## Work instruction
Keeping every line intact, print the records that follow.

#### Material for this exercise ####

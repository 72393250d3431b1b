// SPDX-License-Identifier: BUSL-1.1
// Copyright (c) 2026 Alfred Jean LLC

use super::*;
use crate::profile::{
    AgentProtocol, AgentSpec, CommandTemplate, PermissionKind, PermissionSetting,
    RuntimeRequirements,
};
use yare::parameterized;

fn spec() -> AgentSpec {
    AgentSpec {
        id: "claude".into(),
        display_name: "Claude Code".into(),
        default_model: Some("sonnet".into()),
        command: CommandTemplate {
            binary: "claude".into(),
            base_args: vec!["--output-format".into(), "stream-json".into()],
            model_flag: Some("--model {model}".into()),
            prompt_flag: Some("-p {prompt}".into()),
            resume_flag: Some("--continue".into()),
            session_resume_flag: Some("--resume {session_id}".into()),
        },
        permission_settings: vec![
            PermissionSetting {
                name: AUTO_APPROVE_SETTING.into(),
                flag: "--dangerously-skip-permissions".into(),
                kind: PermissionKind::Toggle,
            },
            PermissionSetting {
                name: "permission_mode".into(),
                flag: "--permission-mode {value}".into(),
                kind: PermissionKind::Value,
            },
        ],
        passthrough: None,
        runtime: RuntimeRequirements {
            protocol: AgentProtocol::Acp,
            image: None,
            image_tag: None,
            required_env: vec![],
            native_session_resume: true,
            history_context_injection: false,
            mounts: vec![],
            memory_mb: None,
            cpu_cores: None,
            mcp_servers: vec![],
        },
    }
}

#[test]
fn build_command_uses_default_model() {
    let argv = build_command(&spec(), &CommandOptions::default());
    assert_eq!(
        argv,
        vec!["claude", "--output-format", "stream-json", "--model", "sonnet"]
    );
}

#[test]
fn build_command_model_override() {
    let opts = CommandOptions::default().model("opus");
    let argv = build_command(&spec(), &opts);
    assert!(argv.contains(&"opus".to_string()));
    assert!(!argv.contains(&"sonnet".to_string()));
}

#[test]
fn build_command_session_resume() {
    let opts = CommandOptions::default().session_id("sess-9");
    let argv = build_command(&spec(), &opts);
    assert_eq!(&argv[argv.len() - 2..], ["--resume", "sess-9"]);
}

#[test]
fn build_command_auto_approve_toggle() {
    let opts = CommandOptions::default().auto_approve(true);
    let argv = build_command(&spec(), &opts);
    assert!(argv.contains(&"--dangerously-skip-permissions".to_string()));
}

#[test]
fn build_command_permission_value() {
    let mut values = indexmap::IndexMap::new();
    values.insert("permission_mode".to_string(), "plan".to_string());
    let opts = CommandOptions::default().permission_values(values);
    let argv = build_command(&spec(), &opts);
    assert_eq!(&argv[argv.len() - 2..], ["--permission-mode", "plan"]);
}

#[test]
fn toggle_omitted_when_false() {
    let mut values = indexmap::IndexMap::new();
    values.insert(AUTO_APPROVE_SETTING.to_string(), "false".to_string());
    let opts = CommandOptions::default().permission_values(values);
    let argv = build_command(&spec(), &opts);
    assert!(!argv.contains(&"--dangerously-skip-permissions".to_string()));
}

#[test]
fn build_continue_command_appends_resume_flag() {
    let argv = build_continue_command(&spec(), &CommandOptions::default()).unwrap();
    assert_eq!(argv.last().map(String::as_str), Some("--continue"));
}

#[test]
fn build_continue_command_none_without_resume_flag() {
    let mut spec = spec();
    spec.command.resume_flag = None;
    assert!(build_continue_command(&spec, &CommandOptions::default()).is_none());
}

#[parameterized(
    resume_wins = { true, Some("sess-1"), Some("do it"), "--continue" },
    session_resume_next = { false, Some("sess-1"), Some("do it"), "sess-1" },
    prompt_last = { false, None, Some("do it"), "do it" },
)]
fn passthrough_flags_are_mutually_exclusive(
    resume: bool,
    session_id: Option<&str>,
    prompt: Option<&str>,
    expected_last: &str,
) {
    let mut opts = PassthroughOptions::default().resume(resume);
    if let Some(sid) = session_id {
        opts = opts.session_id(sid);
    }
    if let Some(p) = prompt {
        opts = opts.prompt(p);
    }
    let argv = build_passthrough_command(&spec(), &opts);
    assert_eq!(argv.last().map(String::as_str), Some(expected_last));

    // never more than one of the three surfaces
    let has_resume = argv.contains(&"--continue".to_string());
    let has_session = argv.contains(&"sess-1".to_string());
    let has_prompt = argv.contains(&"do it".to_string());
    assert_eq!(
        [has_resume, has_session, has_prompt].iter().filter(|b| **b).count(),
        1
    );
}

#[test]
fn passthrough_positional_prompt_without_flag() {
    let mut spec = spec();
    spec.command.prompt_flag = None;
    let opts = PassthroughOptions::default().prompt("fix the build");
    let argv = build_passthrough_command(&spec, &opts);
    assert_eq!(argv.last().map(String::as_str), Some("fix the build"));
}

#[test]
fn prompt_with_spaces_stays_one_argument() {
    let opts = PassthroughOptions::default().prompt("fix the build");
    let argv = build_passthrough_command(&spec(), &opts);
    assert!(argv.contains(&"fix the build".to_string()));
    assert_eq!(argv.iter().filter(|a| *a == "-p").count(), 1);
}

####

## Answer section
repository 72393250d3431b1b
// SPDX-License-Identifier: BUSL-1.1
// Copyright (c) 2026 Alfred Jean LLC

use super::*;
use crate::profile::{
    AgentProtocol, AgentSpec, CommandTemplate, PermissionKind, PermissionSetting,
    RuntimeRequirements,
};
use yare::parameterized;

fn spec() -> AgentSpec {
    AgentSpec {
        id: "claude".into(),
        display_name: "Claude Code".into(),
        default_model: Some("sonnet".into()),
        command: CommandTemplate {
            binary: "claude".into(),
            base_args: vec!["--output-format".into(), "stream-json".into()],
            model_flag: Some("--model {model}".into()),
            prompt_flag: Some("-p {prompt}".into()),
            resume_flag: Some("--continue".into()),
            session_resume_flag: Some("--resume {session_id}".into()),
        },
        permission_settings: vec![
            PermissionSetting {
                name: AUTO_APPROVE_SETTING.into(),
                flag: "--dangerously-skip-permissions".into(),
                kind: PermissionKind::Toggle,
            },
            PermissionSetting {
                name: "permission_mode".into(),
                flag: "--permission-mode {value}".into(),
                kind: PermissionKind::Value,
            },
        ],
        passthrough: None,
        runtime: RuntimeRequirements {
            protocol: AgentProtocol::Acp,
            image: None,
            image_tag: None,
            required_env: vec![],
            native_session_resume: true,
            history_context_injection: false,
            mounts: vec![],
            memory_mb: None,
            cpu_cores: None,
            mcp_servers: vec![],
        },
    }
}

#[test]
fn build_command_uses_default_model() {
    let argv = build_command(&spec(), &CommandOptions::default());
    assert_eq!(
        argv,
        vec!["claude", "--output-format", "stream-json", "--model", "sonnet"]
    );
}

#[test]
fn build_command_model_override() {
    let opts = CommandOptions::default().model("opus");
    let argv = build_command(&spec(), &opts);
    assert!(argv.contains(&"opus".to_string()));
    assert!(!argv.contains(&"sonnet".to_string()));
}

#[test]
fn build_command_session_resume() {
    let opts = CommandOptions::default().session_id("sess-9");
    let argv = build_command(&spec(), &opts);
    assert_eq!(&argv[argv.len() - 2..], ["--resume", "sess-9"]);
}

#[test]
fn build_command_auto_approve_toggle() {
    let opts = CommandOptions::default().auto_approve(true);
    let argv = build_command(&spec(), &opts);
    assert!(argv.contains(&"--dangerously-skip-permissions".to_string()));
}

#[test]
fn build_command_permission_value() {
    let mut values = indexmap::IndexMap::new();
    values.insert("permission_mode".to_string(), "plan".to_string());
    let opts = CommandOptions::default().permission_values(values);
    let argv = build_command(&spec(), &opts);
    assert_eq!(&argv[argv.len() - 2..], ["--permission-mode", "plan"]);
}

#[test]
fn toggle_omitted_when_false() {
    let mut values = indexmap::IndexMap::new();
    values.insert(AUTO_APPROVE_SETTING.to_string(), "false".to_string());
    let opts = CommandOptions::default().permission_values(values);
    let argv = build_command(&spec(), &opts);
    assert!(!argv.contains(&"--dangerously-skip-permissions".to_string()));
}

#[test]
fn build_continue_command_appends_resume_flag() {
    let argv = build_continue_command(&spec(), &CommandOptions::default()).unwrap();
    assert_eq!(argv.last().map(String::as_str), Some("--continue"));
}

#[test]
fn build_continue_command_none_without_resume_flag() {
    let mut spec = spec();
    spec.command.resume_flag = None;
    assert!(build_continue_command(&spec, &CommandOptions::default()).is_none());
}

#[parameterized(
    resume_wins = { true, Some("sess-1"), Some("do it"), "--continue" },
    session_resume_next = { false, Some("sess-1"), Some("do it"), "sess-1" },
    prompt_last = { false, None, Some("do it"), "do it" },
)]
fn passthrough_flags_are_mutually_exclusive(
    resume: bool,
    session_id: Option<&str>,
    prompt: Option<&str>,
    expected_last: &str,
) {
    let mut opts = PassthroughOptions::default().resume(resume);
    if let Some(sid) = session_id {
        opts = opts.session_id(sid);
    }
    if let Some(p) = prompt {
        opts = opts.prompt(p);
    }
    let argv = build_passthrough_command(&spec(), &opts);
    assert_eq!(argv.last().map(String::as_str), Some(expected_last));

    // never more than one of the three surfaces
    let has_resume = argv.contains(&"--continue".to_string());
    let has_session = argv.contains(&"sess-1".to_string());
    let has_prompt = argv.contains(&"do it".to_string());
    assert_eq!(
        [has_resume, has_session, has_prompt].iter().filter(|b| **b).count(),
        1
    );
}

#[test]
fn passthrough_positional_prompt_without_flag() {
    let mut spec = spec();
    spec.command.prompt_flag = None;
    let opts = PassthroughOptions::default().prompt("fix the build");
    let argv = build_passthrough_command(&spec, &opts);
    assert_eq!(argv.last().map(String::as_str), Some("fix the build"));
}

#[test]
fn prompt_with_spaces_stays_one_argument() {
    let opts = PassthroughOptions::default().prompt("fix the build");
    let argv = build_passthrough_command(&spec(), &opts);
    assert!(argv.contains(&"fix the build".to_string()));
    assert_eq!(argv.iter().filter(|a| *a == "-p").count(), 1);
}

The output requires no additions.